That doesn't mean I would cut the kids out of my life or no longer be there for them. I'd take whatever $$$ I could out of the OM and WW and take them on a cruise or world tour and whatever was left over would be their college funds. 

This is fraud and deception that comes at a huge expense to the BH while the OM and WW laugh and remember all their hot, sweaty monkey sex. They would need to reimburse and compensate for that.


----------



## Taxman (Dec 21, 2016)

I would amend the suit and ask for more than the 4mil. Then I would sue each kid for the costs of raising them. I would squeeze the ex, simply by freezing her bank accounts until she divulged the name of her lover, then once I had his name, I would ruin his life. I am a great believer in scorched earth. This gets in the papers beyond what is there now, with some skilfull angles on the story, and those that screwed over the bh, which includes his purported progeny,all five parties lose everything. It is obvious their only interest was in maintaining lifestyle on his money. Best he takes everyone’s dough, and given the CF diagnosis, I hope he leaves his entire fortune to charity.

One of my clients discovered his son, who had spent a lifetime being an embarrassment was not his biologically. Quietly, we filed divorce papers, made a number of declarations, then we had a d-day. On that day the wife was informed of our discoveries. She was moved to a property owned by our client until such time as she could find her own accommodations. We enforced a pre-nup. She would get a bare minimum. Her progeny was NOT allowed to live with her. He was informed that since he was not our client’s son, he was cut off without a dime or a place to live. He had spent his life as an entitled rich kid, wasn’t interested in learning any life skills. He struggled, turned to petty crime, and has been in and out of custody since.


----------



## sokillme (Jun 10, 2016)

*Re: A heartbreaking scenario*

This was already posted. The worst part is 2 of his kids took her side and no longer speak to him because of the suit. Shame on them. Actually if your read his son's reaction when he told him I think the kid already knew. I wish I could speak to this man and suggest that. 

The lawsuit is a good precedence and in England too which when it comes to paternity and DNA is practically medieval. Most of Europe with France being the worst as far as I can tell.


----------



## Nucking Futs (Apr 8, 2013)

*Re: A heartbreaking scenario*



sokillme said:


> This was already posted. The worst part is 2 of his kids took her side and no longer speak to him because of the suit. Shame on them. Actually if your read his son's reaction when he told him I think the kid already knew. I wish I could speak to this man and suggest that.
> 
> *The lawsuit is a good precedence* and in England too which when it comes to paternity and DNA is practically medieval. Most of Europe with France being the worst as far as I can tell.


I don't think a precedent is set by an out of court settlement. I suspect she settled for 250k because her lawyers told her she'd eventually win but it would cost more than that to fight it. And this guy is a millionaire with not long to live, he can afford a fight most men can't.


----------



## arbitrator (Feb 13, 2012)

*Re: A heartbreaking scenario*



aine said:


> For his wife (ex) to do this to him requires a different level of evil imo
> 
> https://www.dailymail.co.uk/news/ar...ent-doctor-told-father-three-adored-boys.html


*While not being his sons biologically, they will always be his from a Godly perspective!

If he ever sees a dime from his deceptive wife, he ought to pay it to the sons who side with him, as he loves them so very much! Regardless if they side with her, they will forever remain "his" sons, make no mistake about it!

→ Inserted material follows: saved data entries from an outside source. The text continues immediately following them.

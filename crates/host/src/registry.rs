//! Registered application catalogue
//!
//! Apps announce themselves over the REST API and land here. The registry is
//! keyed by the tile's `name`: registering an existing name replaces the
//! earlier entry, and tiles come back in name order so the page is stable
//! across restarts.

use std::collections::BTreeMap;

use portico_catalogue::{CatalogueDocument, Tile};

use crate::config::Settings;

/// Name-keyed set of registered app tiles
#[derive(Debug, Clone, Default)]
pub struct AppRegistry {
    apps: BTreeMap<String, Tile>,
}

impl AppRegistry {
    pub fn new() -> Self {
        Self::default()
    }

    /// Registry seeded with the `[[apps]]` entries from the settings file.
    /// Entries without a name are skipped.
    pub fn from_settings(settings: &Settings) -> Self {
        let mut registry = Self::new();
        for tile in &settings.apps {
            registry.upsert(tile.clone());
        }
        registry
    }

    /// Insert or replace the app keyed by the tile's `name` field.
    ///
    /// Returns `false` (and changes nothing) when the tile has no name.
    pub fn upsert(&mut self, tile: Tile) -> bool {
        match tile.get_str("name") {
            Some(name) if !name.is_empty() => {
                self.apps.insert(name.to_string(), tile);
                true
            }
            _ => false,
        }
    }

    /// Remove an app by name, returning its tile if it was present.
    pub fn remove(&mut self, name: &str) -> Option<Tile> {
        self.apps.remove(name)
    }

    pub fn contains(&self, name: &str) -> bool {
        self.apps.contains_key(name)
    }

    pub fn len(&self) -> usize {
        self.apps.len()
    }

    pub fn is_empty(&self) -> bool {
        self.apps.is_empty()
    }

    /// All registered tiles in name order.
    pub fn tiles(&self) -> Vec<Tile> {
        self.apps.values().cloned().collect()
    }
}

/// Assemble the document served as `config.json`: page metadata and static
/// links from the settings plus every registered app. Lists are served
/// unpadded; padding is the renderer's job.
pub fn assemble_document(settings: &Settings, registry: &AppRegistry) -> CatalogueDocument {
    let mut doc = settings.base_document();
    doc.apps = Some(registry.tiles());
    doc
}
use web_sys::{window, Document, Element};

/// Get document helper
fn get_document() -> Option<Document> {
    window().and_then(|w| w.document())
}

/// Find an element by id.
pub fn element_by_id(id: &str) -> Option<Element> {
    get_document().and_then(|doc| doc.get_element_by_id(id))
}

/// Raw template text held by the element with the given id.
///
/// The holder is an inert script tag, so its inner HTML is the unescaped
/// template source.
pub fn template_source(id: &str) -> Option<String> {
    element_by_id(id).map(|el| el.inner_html())
}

And as for her, he absolutely couldn't split the sheets any faster! *


----------



## Andy1001 (Jun 29, 2016)

*Re: A heartbreaking scenario*



sokillme said:


> This was already posted. The worst part is 2 of his kids took her side and no longer speak to him because of the suit. Shame on them. Actually if your read his son's reaction when he told him I think the kid already knew. I wish I could speak to this man and suggest that.
> 
> The lawsuit is a good precedence and in England too which when it comes to paternity and DNA is practically medieval. Most of Europe with France being the worst as far as I can tell.


I France once you’re named as the father of a child it is virtually impossible to get your name removed from the birth certificate.DNA testing is not legally recognized so if your wife is playing around and gets pregnant you are the one who pays.
Remember this is a country where infidelity is practically compulsory especially in political circles.Just look at the current and previous president and their wives.And guess who makes the laws,politicians of course.
Have you ever known a politician to pay for something when he could get someone else to do it.


----------



## Broken_in_Brooklyn (Feb 21, 2013)

What a miserable human being his ex wife was. 

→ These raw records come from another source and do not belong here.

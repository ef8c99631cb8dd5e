//! Grid padding
//!
//! Tile lists are laid out as fixed-width grid rows. A partly filled last row
//! is padded with blank placeholder tiles until it spans the full width.

use crate::document::Tile;

/// Column count of the stock page grid.
pub const DEFAULT_GRID_COLUMNS: usize = 3;

/// Pad `tiles` with blank placeholders until its length is a multiple of
/// `columns`.
///
/// Existing tiles keep their positions; placeholders only ever go at the end.
/// Empty lists are not padded (an empty section stays empty rather than
/// showing a row of blanks), and a `columns` of zero leaves the list alone.
pub fn pad_to_columns(tiles: &mut Vec<Tile>, columns: usize) {
    if tiles.is_empty() || columns == 0 {
        return;
    }
    while tiles.len() % columns != 0 {
        tiles.push(Tile::placeholder());
    }
}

How she can look at herself in the mirror is beyond me. 

Book mark this story for the "If you think people are not low enough to do this cheating archives". 

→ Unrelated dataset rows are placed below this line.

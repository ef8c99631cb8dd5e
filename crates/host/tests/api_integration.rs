//! Integration tests for the portico HTTP surface
//!
//! Each test binds the real router to an ephemeral port and drives it with a
//! plain HTTP client, the way a page load or a registering service would.

use portico_catalogue::Tile;
use portico_host::api::{self, AppState};
use portico_host::config::Settings;
use serde_json::json;

fn tile(fields: serde_json::Value) -> Tile {
    serde_json::from_value(fields).unwrap()
}

fn seeded_settings() -> Settings {
    let mut settings = Settings::default();
    settings.page.title = "Team portal".to_string();
    settings.page.tagline = "Everything in one place".to_string();
    settings.links = vec![
        tile(json!({"name": "Docs", "url": "https://docs.example.com"})),
        tile(json!({"name": "Status", "url": "https://status.example.com"})),
    ];
    settings.apps = vec![tile(json!({"name": "wiki", "url": "http://wiki:8000"}))];
    settings
}

/// Serve the full router on an ephemeral port, returning the base URL.
async fn spawn_host(settings: Settings) -> String {
    let state = AppState::new(settings);
    let app = api::router(state);
    let listener = tokio::net::TcpListener::bind("127.0.0.1:0").await.unwrap();
    let addr = listener.local_addr().unwrap();
    tokio::spawn(async move {
        axum::serve(listener, app).await.unwrap();
    });
    format!("http://{addr}")
}

#[tokio::test]
async fn health_endpoint_reports_ok() {
    let base = spawn_host(Settings::default()).await;

    let body: serde_json::Value = reqwest::get(format!("{base}/api/health"))
        .await
        .unwrap()
        .json()
        .await
        .unwrap();
    assert_eq!(body["status"], "ok");
}

/// The page shell carries the template holder and the mount point.
#[tokio::test]
async fn page_shell_has_template_and_mount() {
    let base = spawn_host(Settings::default()).await;

    let resp = reqwest::get(format!("{base}/")).await.unwrap();
    assert_eq!(resp.status(), 200);
    let html = resp.text().await.unwrap();
    assert!(html.contains("id=\"root-template\""));
    assert!(html.contains("id=\"root\""));
}

/// The assembled catalogue carries page metadata, settings links and seeded
/// apps, with no padding applied server-side.
#[tokio::test]
async fn catalogue_serves_unpadded_document() {
    let base = spawn_host(seeded_settings()).await;

    let resp = reqwest::get(format!("{base}/config.json")).await.unwrap();
    assert_eq!(resp.headers()["cache-control"], "no-store");
    let doc: serde_json::Value = resp.json().await.unwrap();

    assert_eq!(doc["title"], "Team portal");
    assert_eq!(doc["tagline"], "Everything in one place");
    assert_eq!(doc["links"].as_array().unwrap().len(), 2);
    // One seeded app, not padded out to a full grid row
    assert_eq!(doc["apps"].as_array().unwrap().len(), 1);
    assert_eq!(doc["apps"][0]["name"], "wiki");
}

/// Registering over the API shows up in the next catalogue fetch, in name
/// order.
#[tokio::test]
async fn registration_appears_in_catalogue() {
    let base = spawn_host(seeded_settings()).await;
    let client = reqwest::Client::new();

    let resp = client
        .post(format!("{base}/api/apps"))
        .json(&json!({"name": "grafana", "url": "http://grafana:3000"}))
        .send()
        .await
        .unwrap();
    assert_eq!(resp.status(), 200);

    let doc: serde_json::Value = reqwest::get(format!("{base}/config.json"))
        .await
        .unwrap()
        .json()
        .await
        .unwrap();
    let names: Vec<&str> = doc["apps"]
        .as_array()
        .unwrap()
        .iter()
        .map(|a| a["name"].as_str().unwrap())
        .collect();
    assert_eq!(names, ["grafana", "wiki"]);
}

/// Registering the same name again replaces the earlier tile.
#[tokio::test]
async fn registration_upserts_by_name() {
    let base = spawn_host(Settings::default()).await;
    let client = reqwest::Client::new();

    for url in ["http://old:3000", "http://new:3000"] {
        let resp = client
            .post(format!("{base}/api/apps"))
            .json(&json!({"name": "grafana", "url": url}))
            .send()
            .await
            .unwrap();
        assert_eq!(resp.status(), 200);
    }

    let body: serde_json::Value = client
        .get(format!("{base}/api/apps"))
        .send()
        .await
        .unwrap()
        .json()
        .await
        .unwrap();
    let apps = body["apps"].as_array().unwrap();
    assert_eq!(apps.len(), 1);
    assert_eq!(apps[0]["url"], "http://new:3000");
}

/// A registration without a name is a 400 and leaves the registry alone.
#[tokio::test]
async fn nameless_registration_rejected() {
    let base = spawn_host(Settings::default()).await;
    let client = reqwest::Client::new();

    let resp = client
        .post(format!("{base}/api/apps"))
        .json(&json!({"url": "http://nameless"}))
        .send()
        .await
        .unwrap();
    assert_eq!(resp.status(), 400);

    let body: serde_json::Value = client
        .get(format!("{base}/api/apps"))
        .send()
        .await
        .unwrap()
        .json()
        .await
        .unwrap();
    assert!(body["apps"].as_array().unwrap().is_empty());
}

/// Deregistering removes the tile; unknown names are a 404.
#[tokio::test]
async fn deregistration_removes_app() {
    let base = spawn_host(seeded_settings()).await;
    let client = reqwest::Client::new();

    let resp = client
        .delete(format!("{base}/api/apps/wiki"))
        .send()
        .await
        .unwrap();
    assert_eq!(resp.status(), 200);

    let resp = client
        .delete(format!("{base}/api/apps/wiki"))
        .send()
        .await
        .unwrap();
    assert_eq!(resp.status(), 404);

    let doc: serde_json::Value = reqwest::get(format!("{base}/config.json"))
        .await
        .unwrap()
        .json()
        .await
        .unwrap();
    assert!(doc["apps"].as_array().unwrap().is_empty());
}

/// /config.js hands the page shell the configured column count.
#[tokio::test]
async fn boot_js_carries_columns() {
    let mut settings = Settings::default();
    settings.page.columns = 4;
    let base = spawn_host(settings).await;

    let resp = reqwest::get(format!("{base}/config.js")).await.unwrap();
    assert_eq!(resp.headers()["content-type"], "application/javascript");
    let js = resp.text().await.unwrap();
    assert_eq!(js, "window.PORTICO = { columns: 4 };");
}

/// Unknown asset paths are a plain 404, not an index fallback.
#[tokio::test]
async fn unknown_asset_is_404() {
    let base = spawn_host(Settings::default()).await;

    let resp = reqwest::get(format!("{base}/no-such-file.png")).await.unwrap();
    assert_eq!(resp.status(), 404);
}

He can't sue the children for paternity fraud. The mother and real father committed the fraud. 

But he could try and sue the real father. He has a pretty good idea who it is. Cost aside, should not be hard for top notch PIs to surreptitiously collect DNA from the suspected real father(s) and collect from the 3 kids. 

An enterprising attorney could argue in a petition that the reproductive human rights treaties that the UK has signed off do include the rights of fathers to not have to pay for the success of other DNA to be passed along at their expense. 

Then sue real father in open court. If UK law says it is illegal to analyse surreptitiously collected DNA have the analysis done here, in USA. Let the accused scream foul while photos (including 4 new cars) , names and story is plastered all over the tabloids if not UK then here in US.

The redress of this type of paternity fraud is long overdue. In the developing countries dads are expected to support their progeny - wanted, unwanted, accident, whatever. The enforcement mechanisms are quite sophisticated and punishing if the father falls behind or is not cooperating. I have read time and time again of men paying child support for children that are not theirs and the law basically saying too bad. So while they pay onerous child support for kids that are not theirs they don't have enough money to start a family of their own, hence their own reproductive rights are denied.


----------



## arbitrator (Feb 13, 2012)

*In addition, I would sue only those two unappreciative kids of hers who wouldn't give him the time of day!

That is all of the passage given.